Ensinger Putnam adding three turnkey work cells
- 694 Views Industries
- Justine Speedie
Roger Renstrom, Plastics News
May 05, 2015
Ensinger Putnam Precision Molding ordered three turnkey work cells from Wittmann Kunststoffgeräte
and anticipates having them operational by mid-summer.
Ensinger Putnam signed purchase orders at NPE 2015 in Orlando, Florida, in March and projects
expending about $600,000 (€541,754) for three all-electric Battenfeld injection moulding machines of
61,121 and 198 tons and a plethora of auxiliary equipment.
“We assembled a team starting almost 10 months ago, and that culminated with the purchase of the three
work cells,” said Matt McKenney, general manager of Ensinger Putnam.

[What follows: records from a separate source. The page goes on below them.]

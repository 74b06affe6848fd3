//! Session tuning and difficulty presets
//!
//! A `SimulationConfig` is fixed for the lifetime of a session. Hosts either
//! build one from a `Difficulty` preset or load it as JSON.

use serde::{Deserialize, Serialize};

use crate::consts::*;
use crate::error::ConfigError;
use crate::sim::pattern::Pattern;
use crate::sim::selector::DEFAULT_BOUNCE_THRESHOLD;

/// Difficulty preset levels
#[derive(Debug, Clone, Copy, PartialEq, Eq, Serialize, Deserialize, Default)]
#[serde(rename_all = "camelCase")]
pub enum Difficulty {
    Easy,
    #[default]
    Normal,
    Hard,
}

impl Difficulty {
    pub fn as_str(&self) -> &'static str {
        match self {
            Difficulty::Easy => "easy",
            Difficulty::Normal => "normal",
            Difficulty::Hard => "hard",
        }
    }

    pub fn from_name(s: &str) -> Option<Self> {
        match s.to_lowercase().as_str() {
            "easy" => Some(Difficulty::Easy),
            "normal" | "medium" => Some(Difficulty::Normal),
            "hard" => Some(Difficulty::Hard),
            _ => None,
        }
    }

    /// Half-width of the catch bar
    pub fn capture_half_width(&self) -> f32 {
        match self {
            Difficulty::Easy => 0.15,
            Difficulty::Normal => 0.1,
            Difficulty::Hard => 0.07,
        }
    }

    /// Opening pattern for the fish
    pub fn pattern(&self) -> Pattern {
        match self {
            Difficulty::Easy => Pattern::Default,
            Difficulty::Normal => Pattern::SineWave,
            Difficulty::Hard => Pattern::Pulse,
        }
    }

    /// Build a full config for this preset
    pub fn config(&self) -> SimulationConfig {
        let base = SimulationConfig::default();
        match self {
            Difficulty::Easy => SimulationConfig {
                capture_half_width: self.capture_half_width(),
                gain_rate: 0.6,
                decay_rate: 0.2,
                initial_velocity: 0.008,
                pattern: self.pattern(),
                bounce_threshold: 10,
                ..base
            },
            Difficulty::Normal => SimulationConfig {
                capture_half_width: self.capture_half_width(),
                pattern: self.pattern(),
                ..base
            },
            Difficulty::Hard => SimulationConfig {
                capture_half_width: self.capture_half_width(),
                gain_rate: 0.4,
                decay_rate: 0.4,
                zone_speed: 0.75,
                initial_velocity: 0.015,
                pattern: self.pattern(),
                bounce_threshold: 4,
                ..base
            },
        }
    }
}

/// Tuning for one reeling session
#[derive(Debug, Clone, PartialEq, Serialize, Deserialize)]
#[serde(default, rename_all = "camelCase")]
pub struct SimulationConfig {
    /// Seconds per simulation tick
    pub tick_interval: f32,
    /// Half-width of the catch bar band
    pub capture_half_width: f32,
    /// Progress gained per tick while the fish is inside the bar
    pub gain_rate: f32,
    /// Progress lost per tick while the fish is outside the bar
    pub decay_rate: f32,
    /// Bar travel speed (units per second)
    pub zone_speed: f32,
    /// Fish speed at session start (units per tick, magnitude)
    pub initial_velocity: f32,
    /// Fish position at session start
    pub initial_position: f32,
    /// Bar position at session start
    pub initial_zone_position: f32,
    /// Fish pattern when the start message names none
    pub pattern: Pattern,
    /// Edge bounces before the dynamic pattern takes over
    pub bounce_threshold: u32,
    /// Forces the dynamic pattern instead of deriving it
    pub dynamic_pattern: Option<Pattern>,
    /// Maximum ticks run per `advance` call
    pub max_substeps: u32,
    /// RNG seed for erratic patterns (random when absent)
    pub seed: Option<u64>,
}

impl Default for SimulationConfig {
    fn default() -> Self {
        Self {
            tick_interval: DEFAULT_TICK_INTERVAL,
            capture_half_width: 0.1,
            gain_rate: 0.5,
            decay_rate: 0.3,
            zone_speed: 0.6,
            initial_velocity: 0.01,
            initial_position: 0.5,
            initial_zone_position: 0.5,
            pattern: Pattern::Default,
            bounce_threshold: DEFAULT_BOUNCE_THRESHOLD,
            dynamic_pattern: None,
            max_substeps: DEFAULT_MAX_SUBSTEPS,
            seed: None,
        }
    }
}

impl SimulationConfig {
    /// Parse a JSON config; missing fields take defaults
    pub fn from_json(json: &str) -> Result<Self, ConfigError> {
        let config: Self = serde_json::from_str(json)?;
        config.validate()?;
        Ok(config)
    }

    /// Check every numeric field, returning the first violation
    pub fn validate(&self) -> Result<(), ConfigError> {
        ConfigError::check_positive("tickInterval", self.tick_interval, 0.0, 1.0)?;
        ConfigError::check_positive("captureHalfWidth", self.capture_half_width, 0.0, 0.5)?;
        ConfigError::check_positive("gainRate", self.gain_rate, 0.0, PROGRESS_GOAL)?;
        ConfigError::check_range("decayRate", self.decay_rate, 0.0, PROGRESS_GOAL)?;
        ConfigError::check_range("zoneSpeed", self.zone_speed, 0.0, 10.0)?;
        ConfigError::check_range("initialVelocity", self.initial_velocity, 0.0, MAX_TARGET_SPEED)?;
        ConfigError::check_range("initialPosition", self.initial_position, 0.0, 1.0)?;
        ConfigError::check_range("initialZonePosition", self.initial_zone_position, 0.0, 1.0)?;
        check_count("bounceThreshold", self.bounce_threshold, 1, 1000)?;
        check_count("maxSubsteps", self.max_substeps, 1, 64)?;
        Ok(())
    }
}

fn check_count(field: &'static str, value: u32, min: u32, max: u32) -> Result<(), ConfigError> {
    if value < min || value > max {
        return Err(ConfigError::CountOutOfRange {
            field,
            min,
            max,
            value,
        });
    }
    Ok(())
}

/// Controller-wide switches that are not per-session tuning
#[derive(Debug, Clone, Copy, PartialEq, Eq, Serialize, Deserialize)]
#[serde(default, rename_all = "camelCase")]
pub struct ControllerOptions {
    /// Run the fish motion locally. When false the fish position comes from
    /// the host authority through target sync messages.
    pub local_motion: bool,
}

impl Default for ControllerOptions {
    fn default() -> Self {
        Self { local_motion: true }
    }
}
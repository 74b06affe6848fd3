//! wasm-bindgen bridge for browser hosts
//!
//! Inbound messages and outbound events cross the boundary as JSON text in
//! the shapes defined by `crate::protocol`.

use wasm_bindgen::prelude::*;

use crate::config::{ControllerOptions, SimulationConfig};
use crate::protocol::HostMessage;
use crate::session::SessionController;

/// Install panic hook and console logger once per page
#[wasm_bindgen(start)]
pub fn init() {
    console_error_panic_hook::set_once();
    let _ = console_log::init_with_level(log::Level::Info);
}

fn js_error(err: impl std::fmt::Display) -> JsValue {
    JsValue::from_str(&err.to_string())
}

/// JS handle owning one minigame instance
#[wasm_bindgen]
pub struct ReelBridge {
    controller: SessionController,
}

#[wasm_bindgen]
impl ReelBridge {
    /// `config_json` may be empty to use the default tuning
    #[wasm_bindgen(constructor)]
    pub fn new(config_json: &str, local_motion: bool) -> Result<ReelBridge, JsValue> {
        let config = if config_json.trim().is_empty() {
            SimulationConfig::default()
        } else {
            SimulationConfig::from_json(config_json).map_err(js_error)?
        };
        log::info!("Reel bridge ready (local_motion={})", local_motion);
        Ok(Self {
            controller: SessionController::new(config, ControllerOptions { local_motion }),
        })
    }

    /// Apply one inbound message (`sessionStart`, `sessionStop`, ...)
    pub fn handle(&mut self, message_json: &str) -> Result<(), JsValue> {
        let message = HostMessage::from_json(message_json).map_err(js_error)?;
        self.controller.handle_message(message).map_err(js_error)
    }

    /// Feed frame time in seconds; returns ticks run
    pub fn advance(&mut self, frame_dt: f32) -> u32 {
        self.controller.advance(frame_dt)
    }

    /// Queued snapshots and outcomes as a JSON array
    pub fn drain_events(&mut self) -> Result<String, JsValue> {
        serde_json::to_string(&self.controller.drain_events()).map_err(js_error)
    }

    #[wasm_bindgen(getter)]
    pub fn active(&self) -> bool {
        self.controller.is_active()
    }
}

“We looked at a number of manufacturers from around the globe and found that the best solution was in
our own back yard,” he said.
Slightly more than 70 miles separate the Ensinger Putnam site in Putnam, Connecticut, and the
equipment supplier’s US location, Wittmann Battenfeld, in Torrington, Connecticut.
The auxiliary equipment includes six Tempro basic C200 temperature control units, three DryMax
E30/70 dryers, six FeedMax S3 integral loaders, three MAS2 conventional granulators, two W818 servo
robots and one W808 servo robot.
“This customer takes advantage of us being a full-line supplier,” said Markus Klaus, manager of the US
injection moulding machine division for Wittmann Battenfeld.
Wittmann is manufacturing most of the equipment in Austria and will ship the components to the
12,000-square-foot Torrington facility for assembly of the complete work cells, testing to the customer’s
specifications and conducting trials using Ensinger Putnam-supplied moulds.
Wittmann is building the automation components in the United States, Klaus said.
“We will train the customer on running the equipment in our technical centre,” Klaus said. “After one
week of production and customer acceptance, we will disassemble the equipment and relocate it to
Putnam.”
The project excites McKenney.
“The training facilities are state of the art, and the spare parts inventory is quite impressive,” McKenney
said. “What swayed the team most of all, beyond the quality of the product, was the ability to have all
the equipment related to an injection moulding cell manufactured by one company. This makes the line
of communication very clear and will lead, we believe, to a great long-term partnership.”
Ensinger Putnam employs 66, occupies 66,000 square feet and operates 20 injection moulding machines
of 40-500 tons.
“We will immediately be taking two machines off line and eventually a third so that our total number of
machines will remain at 20,” McKenney said.
The processor will configure its floor use and incorporate lean manufacturing techniques to maximize
productivity and workflow.
Of existing equipment, “the average age is currently 18 years,” he said. “With the retirement of two
older machines and the addition of these three [Battenfelds], we will have an average machine age of 14
years.”
McKenney noted Ensinger Putnam’s newer equipment including six of 12 Nisseis and an Engel are of a
similar technology to the Wittmann Battenfeld presses “except that these are the first all-electric
machines in the fleet.”
For Ensinger Putnam, “injection moulding is around 80% of our business with the balance being spin
casting and plastic part machining,” McKenney said. End markets include aerospace, automotive,
business equipment, industrial and medical.
The business has existed under various identities for 81 years, was one of the first companies to mould
nylon in the 1940s and was the original and, initially, the sole US distributor and service centre for
Battenfeld presses in the 1950s. The company moved to Putnam in 1966, and ultimate parent Ensinger
acquired Putnam Precision Molding in 1996.
Nufringen, Germany-based Ensinger employs about 2,100, has annual sales of about $437m (€395m)
and operates 28 production and sales locations globally. The firm’s first foreign subsidiary, Ensinger,
has its headquarters in Washington, Pennsylvania.
In addition to the Connecticut operation, other Ensinger US divisions extrude and cast stock shapes and
make sheet, rod and tube in Washington, Pennsylvania; extrude thin-gauge sheet, coil, strip and punched
parts in Bensalem, Pennsylvania; compression mould shapes and parts in Houston; and custom cast
nylon parts and near-net shapes in Grenloch, New Jersey.